How much deference to give state educational agencies, however, is a matter for the discretion of the courts[.] . . . The court, in recognition of the expertise of the administrative agency, must consider the findings carefully and endeavor to respond to the hearing officer's resolution of each material issue. After consideration, the court is free to accept or reject the findings in part or in whole.

Gregory K. V. Longview Sch. Dist., 811 F.2d 1307, 1311 (9th Cir. 1987) (emphasis in original; internal quotation marks and citation omitted).

"'[D]ue weight' must be given to the administrative decision below and . . . courts must not 'substitute their own notions of sound educational policy for those of the school authorities which they review.'" Van Duyn, 502 F.3d at 817 (quoting Bd. of Educ., Hendrick Hudson Cent. Sch. Dist., Westchester Cnty. v. Rowley ("Rowley"), 458 U.S. 176, 206 (1982)). Further, the "Court gives deference to an ALJ's decision when it evinces his [or her] careful, impartial consideration of all the evidence and demonstrates his [or her] sensitivity to the complexity of the issues presented." Fresno, 626 F.3d at 438 (internal quotation marks, alterations in original, and citations omitted).

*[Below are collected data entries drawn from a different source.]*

pub mod merge;
pub mod pipeline;

pub use merge::{MergeLayer, MetadataSource, merge};
pub use pipeline::{
    BatchSummary, CatalogStage, EnrichmentReport, FilenameStage, FormatStage, MetadataStage,
    Pipeline, RecordSink, StageContext,
};
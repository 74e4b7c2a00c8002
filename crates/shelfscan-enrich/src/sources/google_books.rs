use std::time::Duration;

use async_trait::async_trait;
use serde::Deserialize;
use shelfscan_core::{MetadataRecord, non_empty, year_from_date};

use crate::error::Result;
use crate::http::CatalogHttpClient;
use crate::sources::CatalogSource;

const BASE_URL: &str = "https://www.googleapis.com/books/v1";

#[derive(Debug, Deserialize, Default)]
#[serde(default, rename_all = "camelCase")]
struct VolumesResponse {
    total_items: u32,
    items: Vec<Volume>,
}

#[derive(Debug, Deserialize, Default)]
#[serde(default, rename_all = "camelCase")]
struct Volume {
    volume_info: VolumeInfo,
}

#[derive(Debug, Deserialize, Default)]
#[serde(default, rename_all = "camelCase")]
struct VolumeInfo {
    title: Option<String>,
    authors: Vec<String>,
    published_date: Option<String>,
    publisher: Option<String>,
    page_count: Option<u32>,
    language: Option<String>,
    industry_identifiers: Vec<IndustryIdentifier>,
}

#[derive(Debug, Deserialize, Default)]
#[serde(default)]
struct IndustryIdentifier {
    #[serde(rename = "type")]
    kind: String,
    identifier: String,
}

impl VolumeInfo {
    fn into_record(self) -> MetadataRecord {
        let author = if self.authors.is_empty() {
            None
        } else {
            non_empty(self.authors.join(", "))
        };
        let isbn = self
            .industry_identifiers
            .into_iter()
            .find(|id| id.kind == "ISBN_13" || id.kind == "ISBN_10")
            .and_then(|id| non_empty(id.identifier));

        MetadataRecord {
            title: self.title.and_then(non_empty),
            author,
            published_year: self.published_date.as_deref().and_then(year_from_date),
            publisher: self.publisher.and_then(non_empty),
            page_count: self.page_count.filter(|pages| *pages > 0),
            language: self.language.and_then(non_empty),
            isbn,
            ..Default::default()
        }
    }
}

fn query_terms(title: Option<&str>, author: Option<&str>) -> Vec<String> {
    [("intitle", title), ("inauthor", author)]
        .into_iter()
        .filter_map(|(field, value)| {
            let value = value?.trim();
            (!value.is_empty()).then(|| format!("{field}:\"{value}\""))
        })
        .collect()
}

/// Quoted field search: `intitle:"…"+inauthor:"…"`. `None` without any term.
pub fn build_query(title: Option<&str>, author: Option<&str>) -> Option<String> {
    let terms = query_terms(title, author);
    (!terms.is_empty()).then(|| terms.join("+"))
}

/// Google Books volumes search.
pub struct GoogleBooksSource {
    client: CatalogHttpClient,
    base_url: String,
    api_key: Option<String>,
}

impl GoogleBooksSource {
    pub fn new(timeout: Duration, api_key: Option<String>) -> Result<Self> {
        Self::with_base_url(BASE_URL, timeout, api_key)
    }

    pub fn with_base_url(base_url: &str, timeout: Duration, api_key: Option<String>) -> Result<Self> {
        Ok(Self {
            client: CatalogHttpClient::new(timeout, Duration::from_millis(100))?,
            base_url: base_url.trim_end_matches('/').to_string(),
            api_key,
        })
    }

    fn search_url(&self, terms: &[String]) -> String {
        // Terms are encoded one by one so the `+` joiner stays literal.
        let q = terms
            .iter()
            .map(|term| urlencoding::encode(term).into_owned())
            .collect::<Vec<_>>()
            .join("+");
        let mut url = format!("{}/volumes?q={q}", self.base_url);
        if let Some(key) = &self.api_key {
            url.push_str("&key=");
            url.push_str(&urlencoding::encode(key));
        }
        url
    }
}

#[async_trait]
impl CatalogSource for GoogleBooksSource {
    fn name(&self) -> &'static str {
        "google_books"
    }

    async fn search(&self, title: Option<&str>, author: Option<&str>) -> Result<MetadataRecord> {
        let terms = query_terms(title, author);
        if terms.is_empty() {
            return Ok(MetadataRecord::default());
        }

        let response: VolumesResponse = self.client.get_json(&self.search_url(&terms)).await?;
        if response.total_items == 0 {
            return Ok(MetadataRecord::default());
        }
        Ok(response
            .items
            .into_iter()
            .next()
            .map(|volume| volume.volume_info.into_record())
            .unwrap_or_default())
    }
}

"A district court should accept the ALJ's credibility determinations unless the non-testimonial, extrinsic evidence in the record would justify a contrary conclusion." K.S. ex rel. P.S. v. Fremont Unified Sch. Dist. ("Fremont"), 545 F. Supp. 2d 995, 1003 (N.D. Cal. 2008) (internal quotation marks and citation omitted). Further, "'[b]ecause [IDEIA] eligibility determinations are fact-intensive,' the Court 'reviews findings of fact for clear error, even if those findings are based on the administrative record.'" Patterson, 2011 WL 2925393, at *8.

B. Background

1. Statutory Framework

"The [IDEIA] is a comprehensive educational scheme, conferring on disabled students a substantive right to public education." Fresno, 626 F.3d at 432 (internal quotation marks and citation omitted). "The [IDEIA] ensures that 'all children with disabilities have available to them a free appropriate public education [("FAPE")] that emphasizes special education and related services designed to meet their unique needs and prepare them for further education, employment, and independent living.'" Id. (quoting 20 U.S.C. § 1400(d)(1)(A)). Under the IDEIA, a FAPE is defined as: special education and services that-(A) have been provided at public expense, under public supervision and direction, and without charge; (B) meet the school standards of the State educational agency; (C) include an appropriate preschool, elementary school or secondary school education in the State involved; and (D) are provided in conformity with the individualized education program [("IEP")] required under section 1414(d) of this title.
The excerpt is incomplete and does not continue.